When friends from the DWeb community told me about the Distributed Press project, I knew I had to reach out. The work they have been doing recovering and hardening digital data seemed like a critical missing piece in the work of winding down organizations with dignity.
After months of lively communication, Fauno and Ana of Distributed Press joined us to share more about their work. Here are a few things we discussed:
Risky Work Requires Resilient Systems
To start, Ana shared about two organizations they worked with in South America whose sites were either shut down or attacked due to the political nature of their work. Distributed Press was able to move the sites on to distributed, static site systems that lessened the attack surface and also ensured that they had robust backups. In ensuring the websites were not subject to a “single point of failure” they helped harden the groups’ resilience and boost their reputation as groups that took seriously their own security and the security of the communities they served.
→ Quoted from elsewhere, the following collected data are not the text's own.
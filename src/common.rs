//! Shared value types used by the query executor and cache.
//!
//! A query result is a `Vec<Row>` where `Row` is `Vec<Value>`; this is the
//! "stable form" row materialization the query executor produces, and the
//! "opaque payload" a cache entry stores.

use serde::{Deserialize, Serialize};

/// A single column value in a materialized query result row.
#[derive(Debug, Clone, PartialEq, Serialize, Deserialize)]
#[serde(tag = "type", content = "value")]
pub enum Value {
    Null,
    Boolean(bool),
    Integer(i64),
    Float(f64),
    Text(String),
    Json(serde_json::Value),
}

impl Value {
    pub fn is_null(&self) -> bool {
        matches!(self, Value::Null)
    }

    /// Render the value the way it is substituted into a key pattern
    /// placeholder — plain, unquoted, human-readable text.
    pub fn as_key_fragment(&self) -> String {
        match self {
            Value::Null => String::new(),
            Value::Boolean(b) => b.to_string(),
            Value::Integer(i) => i.to_string(),
            Value::Float(f) => f.to_string(),
            Value::Text(s) => s.clone(),
            Value::Json(j) => j.to_string(),
        }
    }

    /// Converts a plain JSON value (as received over HTTP, or as decoded
    /// from a cached payload) into a `Value`. Numbers that fit in `i64`
    /// become `Integer`; everything else numeric becomes `Float`.
    pub fn from_json(value: serde_json::Value) -> Self {
        match value {
            serde_json::Value::Null => Value::Null,
            serde_json::Value::Bool(b) => Value::Boolean(b),
            serde_json::Value::Number(n) => n
                .as_i64()
                .map(Value::Integer)
                .unwrap_or_else(|| Value::Float(n.as_f64().unwrap_or(0.0))),
            serde_json::Value::String(s) => Value::Text(s),
            other => Value::Json(other),
        }
    }

    pub fn to_json(&self) -> serde_json::Value {
        match self {
            Value::Null => serde_json::Value::Null,
            Value::Boolean(b) => serde_json::Value::Bool(*b),
            Value::Integer(i) => serde_json::Value::from(*i),
            Value::Float(f) => serde_json::Number::from_f64(*f)
                .map(serde_json::Value::Number)
                .unwrap_or(serde_json::Value::Null),
            Value::Text(s) => serde_json::Value::String(s.clone()),
            Value::Json(j) => j.clone(),
        }
    }
}

/// A single materialized result row.
pub type Row = Vec<Value>;
//! Per-rule invalidation counters.

use std::sync::atomic::{AtomicI64, AtomicU64, Ordering};

#[derive(Debug, Default)]
pub struct RuleStatistics {
    pub invocations: AtomicU64,
    pub entries_invalidated: AtomicU64,
    pub last_fired_at_millis: AtomicI64,
}

impl RuleStatistics {
    pub fn record(&self, deleted: usize, now_millis: i64) {
        self.invocations.fetch_add(1, Ordering::Relaxed);
        self.entries_invalidated.fetch_add(deleted as u64, Ordering::Relaxed);
        self.last_fired_at_millis.store(now_millis, Ordering::Relaxed);
    }

    pub fn snapshot(&self) -> RuleStatisticsSnapshot {
        RuleStatisticsSnapshot {
            invocations: self.invocations.load(Ordering::Relaxed),
            entries_invalidated: self.entries_invalidated.load(Ordering::Relaxed),
            last_fired_at_millis: self.last_fired_at_millis.load(Ordering::Relaxed),
        }
    }
}

#[derive(Debug, Clone, Copy, Default, serde::Serialize)]
pub struct RuleStatisticsSnapshot {
    pub invocations: u64,
    pub entries_invalidated: u64,
    pub last_fired_at_millis: i64,
}
//! `MetricsCollector`: per-query and aggregate hit/miss/latency counters.

use std::sync::atomic::{AtomicI64, AtomicU64, Ordering};
use std::sync::Arc;
use std::time::{SystemTime, UNIX_EPOCH};

use dashmap::DashMap;
use serde::Serialize;

fn now_millis() -> i64 {
    SystemTime::now()
        .duration_since(UNIX_EPOCH)
        .expect("system clock before unix epoch")
        .as_millis() as i64
}

/// One completed query execution, fed into `MetricsCollector::record`.
#[derive(Debug, Clone)]
pub struct MetricsSample {
    pub query_name: String,
    pub cache_name: Option<String>,
    pub cache_key: Option<String>,
    pub hit: bool,
    pub latency_millis: u64,
    pub at_millis: i64,
}

impl MetricsSample {
    pub fn now(query_name: impl Into<String>, hit: bool, latency_millis: u64) -> Self {
        Self {
            query_name: query_name.into(),
            cache_name: None,
            cache_key: None,
            hit,
            latency_millis,
            at_millis: now_millis(),
        }
    }
}

#[derive(Default)]
struct PerQueryCounters {
    hits: AtomicU64,
    misses: AtomicU64,
    cache_latency_sum: AtomicU64,
    db_latency_sum: AtomicU64,
    first_access_millis: AtomicI64,
    last_access_millis: AtomicI64,
}

#[derive(Debug, Clone, Copy, Default, Serialize)]
pub struct PerQuerySnapshot {
    pub hits: u64,
    pub misses: u64,
    pub cache_latency_sum: u64,
    pub db_latency_sum: u64,
    pub first_access_millis: i64,
    pub last_access_millis: i64,
}

/// Aggregate and per-query hit/miss/latency accounting. All updates are
/// atomic increments; `reset()` zeroes every counter.
pub struct MetricsCollector {
    total_requests: AtomicU64,
    total_hits: AtomicU64,
    total_misses: AtomicU64,
    cache_latency_sum: AtomicU64,
    db_latency_sum: AtomicU64,
    per_query: DashMap<String, Arc<PerQueryCounters>>,
}

#[derive(Debug, Clone, Copy, Default, Serialize)]
pub struct MetricsSnapshot {
    pub total_requests: u64,
    pub total_hits: u64,
    pub total_misses: u64,
    pub hit_rate: f64,
    pub average_cache_response_time_ms: f64,
    pub average_database_response_time_ms: f64,
}

impl MetricsCollector {
    pub fn new() -> Self {
        Self {
            total_requests: AtomicU64::new(0),
            total_hits: AtomicU64::new(0),
            total_misses: AtomicU64::new(0),
            cache_latency_sum: AtomicU64::new(0),
            db_latency_sum: AtomicU64::new(0),
            per_query: DashMap::new(),
        }
    }

    pub fn record(&self, sample: &MetricsSample) {
        self.total_requests.fetch_add(1, Ordering::Relaxed);

        let counters = self
            .per_query
            .entry(sample.query_name.clone())
            .or_insert_with(|| Arc::new(PerQueryCounters::default()))
            .clone();

        if counters.first_access_millis.load(Ordering::Relaxed) == 0 {
            counters.first_access_millis.store(sample.at_millis, Ordering::Relaxed);
        }
        counters.last_access_millis.store(sample.at_millis, Ordering::Relaxed);

        if sample.hit {
            self.total_hits.fetch_add(1, Ordering::Relaxed);
            self.cache_latency_sum.fetch_add(sample.latency_millis, Ordering::Relaxed);
            counters.hits.fetch_add(1, Ordering::Relaxed);
            counters.cache_latency_sum.fetch_add(sample.latency_millis, Ordering::Relaxed);
        } else {
            self.total_misses.fetch_add(1, Ordering::Relaxed);
            self.db_latency_sum.fetch_add(sample.latency_millis, Ordering::Relaxed);
            counters.misses.fetch_add(1, Ordering::Relaxed);
            counters.db_latency_sum.fetch_add(sample.latency_millis, Ordering::Relaxed);
        }
    }

    pub fn snapshot(&self) -> MetricsSnapshot {
        let total_requests = self.total_requests.load(Ordering::Relaxed);
        let total_hits = self.total_hits.load(Ordering::Relaxed);
        let total_misses = self.total_misses.load(Ordering::Relaxed);
        let cache_latency_sum = self.cache_latency_sum.load(Ordering::Relaxed);
        let db_latency_sum = self.db_latency_sum.load(Ordering::Relaxed);

        MetricsSnapshot {
            total_requests,
            total_hits,
            total_misses,
            hit_rate: if total_requests == 0 {
                0.0
            } else {
                total_hits as f64 / total_requests as f64
            },
            average_cache_response_time_ms: if total_hits == 0 {
                0.0
            } else {
                cache_latency_sum as f64 / total_hits as f64
            },
            average_database_response_time_ms: if total_misses == 0 {
                0.0
            } else {
                db_latency_sum as f64 / total_misses as f64
            },
        }
    }

    pub fn per_query_snapshot(&self, query_name: &str) -> Option<PerQuerySnapshot> {
        self.per_query.get(query_name).map(|c| PerQuerySnapshot {
            hits: c.hits.load(Ordering::Relaxed),
            misses: c.misses.load(Ordering::Relaxed),
            cache_latency_sum: c.cache_latency_sum.load(Ordering::Relaxed),
            db_latency_sum: c.db_latency_sum.load(Ordering::Relaxed),
            first_access_millis: c.first_access_millis.load(Ordering::Relaxed),
            last_access_millis: c.last_access_millis.load(Ordering::Relaxed),
        })
    }

    pub fn query_names(&self) -> Vec<String> {
        self.per_query.iter().map(|e| e.key().clone()).collect()
    }

    pub fn reset(&self) {
        self.total_requests.store(0, Ordering::Relaxed);
        self.total_hits.store(0, Ordering::Relaxed);
        self.total_misses.store(0, Ordering::Relaxed);
        self.cache_latency_sum.store(0, Ordering::Relaxed);
        self.db_latency_sum.store(0, Ordering::Relaxed);
        self.per_query.clear();
    }
}

impl Default for MetricsCollector {
    fn default() -> Self {
        Self::new()
    }
}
Even The Pros Get The Blues
Ana then went on to share how this work was born, in part, by her own experience of losing a website due to an innocent oversight. For several years, she had been running Lunar, an app to educate women on their menstrual cycles, when one day she awoke to find it had “evaporated from the internet”. In retracing her steps, she realized that she had overlooked a message from her web hosting provider reminding her of an outstanding bill. It turns out that once the grace period had passed, the host deleted all the data. This disastrous experience was part of what motivated Ana to throw herself into the collective project of website recuperation. (see the blogpost about it here, in Spanish)
Fauno jumped in to share that they are not there to make people feel bad or guilty about past mistakes or oversights. They fully understand that most people doing social change work are busy and overworked and don’t have time to think about things like digital infrastructure and how to avoid excessive web crawling or surveillance. DP is there to support and educate, not to guilt trip.

Static Doesn’t Mean Stagnant
The primary tool that Distributed Press employs to support greater website resilience and redundancy is the static website, and they were kind enough to break down what that meant. A static website is a fairly cheap and simple style of website that is sent to the users’ computer the way it appears on the original server. It doesn’t have a lot of dynamic elements that need to be pulled from other places, it is cheaper and easier to store, and it doesn’t require a lot of costly maintenance.
In a world where an organization’s digital footprint might extend across several corporate media platforms in addition to their own website, a static site is usually a good and manageable solution. That said, Fauno was quick to emphasis that “static” doesn’t mean “unchanging” or poorly design. He admitted that the term wasn’t as descriptive as it could be!
Thanks again to our friends at Distributed Press for this engaging session!